◆ **PROMPT**
Your answer is to be the count alone: the number of lines in the data below where "ascending" appears.

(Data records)
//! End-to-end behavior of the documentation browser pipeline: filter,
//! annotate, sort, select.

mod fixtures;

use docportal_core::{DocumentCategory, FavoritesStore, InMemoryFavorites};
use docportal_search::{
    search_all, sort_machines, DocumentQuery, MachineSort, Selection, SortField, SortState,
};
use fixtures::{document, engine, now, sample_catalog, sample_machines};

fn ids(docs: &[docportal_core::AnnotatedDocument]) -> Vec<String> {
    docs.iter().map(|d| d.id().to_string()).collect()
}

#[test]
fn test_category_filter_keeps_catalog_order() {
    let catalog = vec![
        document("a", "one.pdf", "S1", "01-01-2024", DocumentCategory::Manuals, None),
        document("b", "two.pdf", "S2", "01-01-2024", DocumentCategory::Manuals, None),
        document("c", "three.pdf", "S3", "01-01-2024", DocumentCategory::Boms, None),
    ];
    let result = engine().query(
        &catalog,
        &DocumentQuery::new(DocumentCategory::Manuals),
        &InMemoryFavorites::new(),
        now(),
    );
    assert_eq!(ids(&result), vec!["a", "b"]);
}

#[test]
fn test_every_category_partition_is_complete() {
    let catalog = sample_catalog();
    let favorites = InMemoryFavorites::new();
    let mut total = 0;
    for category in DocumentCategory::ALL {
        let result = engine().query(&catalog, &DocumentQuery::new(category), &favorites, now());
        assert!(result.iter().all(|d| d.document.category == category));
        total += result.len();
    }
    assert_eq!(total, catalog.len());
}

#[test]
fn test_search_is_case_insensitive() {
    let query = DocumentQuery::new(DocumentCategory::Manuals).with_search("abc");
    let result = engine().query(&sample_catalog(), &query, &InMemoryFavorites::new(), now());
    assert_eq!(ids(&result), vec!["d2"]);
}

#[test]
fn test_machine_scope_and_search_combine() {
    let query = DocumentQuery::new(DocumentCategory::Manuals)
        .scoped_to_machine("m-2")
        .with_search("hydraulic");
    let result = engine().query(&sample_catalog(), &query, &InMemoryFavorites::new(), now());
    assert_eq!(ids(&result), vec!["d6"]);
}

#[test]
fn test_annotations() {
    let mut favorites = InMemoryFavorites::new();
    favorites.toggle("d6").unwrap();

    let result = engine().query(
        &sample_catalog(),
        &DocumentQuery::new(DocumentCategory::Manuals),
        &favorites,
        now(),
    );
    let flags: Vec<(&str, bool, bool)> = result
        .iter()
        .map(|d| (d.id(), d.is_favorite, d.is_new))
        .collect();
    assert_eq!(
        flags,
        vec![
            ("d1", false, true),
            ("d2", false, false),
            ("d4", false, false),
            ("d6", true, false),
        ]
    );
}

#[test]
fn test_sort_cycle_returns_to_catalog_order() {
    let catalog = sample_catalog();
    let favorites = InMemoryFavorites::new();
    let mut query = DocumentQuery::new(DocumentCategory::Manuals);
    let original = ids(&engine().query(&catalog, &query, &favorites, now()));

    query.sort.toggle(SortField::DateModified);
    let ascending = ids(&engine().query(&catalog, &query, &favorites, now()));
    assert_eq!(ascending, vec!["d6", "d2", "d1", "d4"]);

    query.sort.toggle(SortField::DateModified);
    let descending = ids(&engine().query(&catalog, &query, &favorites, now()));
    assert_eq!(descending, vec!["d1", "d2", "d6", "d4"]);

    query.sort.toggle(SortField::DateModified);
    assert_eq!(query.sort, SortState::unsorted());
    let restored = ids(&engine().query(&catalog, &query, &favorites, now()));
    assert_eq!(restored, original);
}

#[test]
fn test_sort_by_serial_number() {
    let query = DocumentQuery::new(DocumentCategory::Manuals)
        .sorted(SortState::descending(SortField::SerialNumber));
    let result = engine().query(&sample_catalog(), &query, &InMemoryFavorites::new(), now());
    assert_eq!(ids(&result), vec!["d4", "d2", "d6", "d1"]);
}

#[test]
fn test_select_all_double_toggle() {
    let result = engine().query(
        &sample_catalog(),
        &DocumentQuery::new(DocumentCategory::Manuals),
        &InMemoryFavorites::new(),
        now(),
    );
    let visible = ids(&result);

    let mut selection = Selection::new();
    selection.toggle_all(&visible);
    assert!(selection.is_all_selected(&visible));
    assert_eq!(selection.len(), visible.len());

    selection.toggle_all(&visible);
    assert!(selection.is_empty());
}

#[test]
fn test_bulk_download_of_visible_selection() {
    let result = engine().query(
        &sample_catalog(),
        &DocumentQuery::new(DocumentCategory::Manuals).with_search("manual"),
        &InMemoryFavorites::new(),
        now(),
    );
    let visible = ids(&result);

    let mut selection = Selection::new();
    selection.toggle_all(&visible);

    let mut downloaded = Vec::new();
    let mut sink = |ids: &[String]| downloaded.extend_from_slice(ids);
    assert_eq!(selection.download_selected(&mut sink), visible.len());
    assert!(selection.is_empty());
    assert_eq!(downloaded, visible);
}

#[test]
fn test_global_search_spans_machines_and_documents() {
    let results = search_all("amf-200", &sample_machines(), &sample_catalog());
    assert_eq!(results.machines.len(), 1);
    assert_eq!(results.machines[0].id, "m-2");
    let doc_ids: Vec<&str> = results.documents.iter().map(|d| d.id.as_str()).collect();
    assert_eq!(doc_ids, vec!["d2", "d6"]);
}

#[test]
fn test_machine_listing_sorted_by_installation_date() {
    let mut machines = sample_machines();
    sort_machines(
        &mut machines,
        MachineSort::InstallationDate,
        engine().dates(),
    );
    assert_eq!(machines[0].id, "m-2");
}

◆ **WRITTEN RESPONSE**
2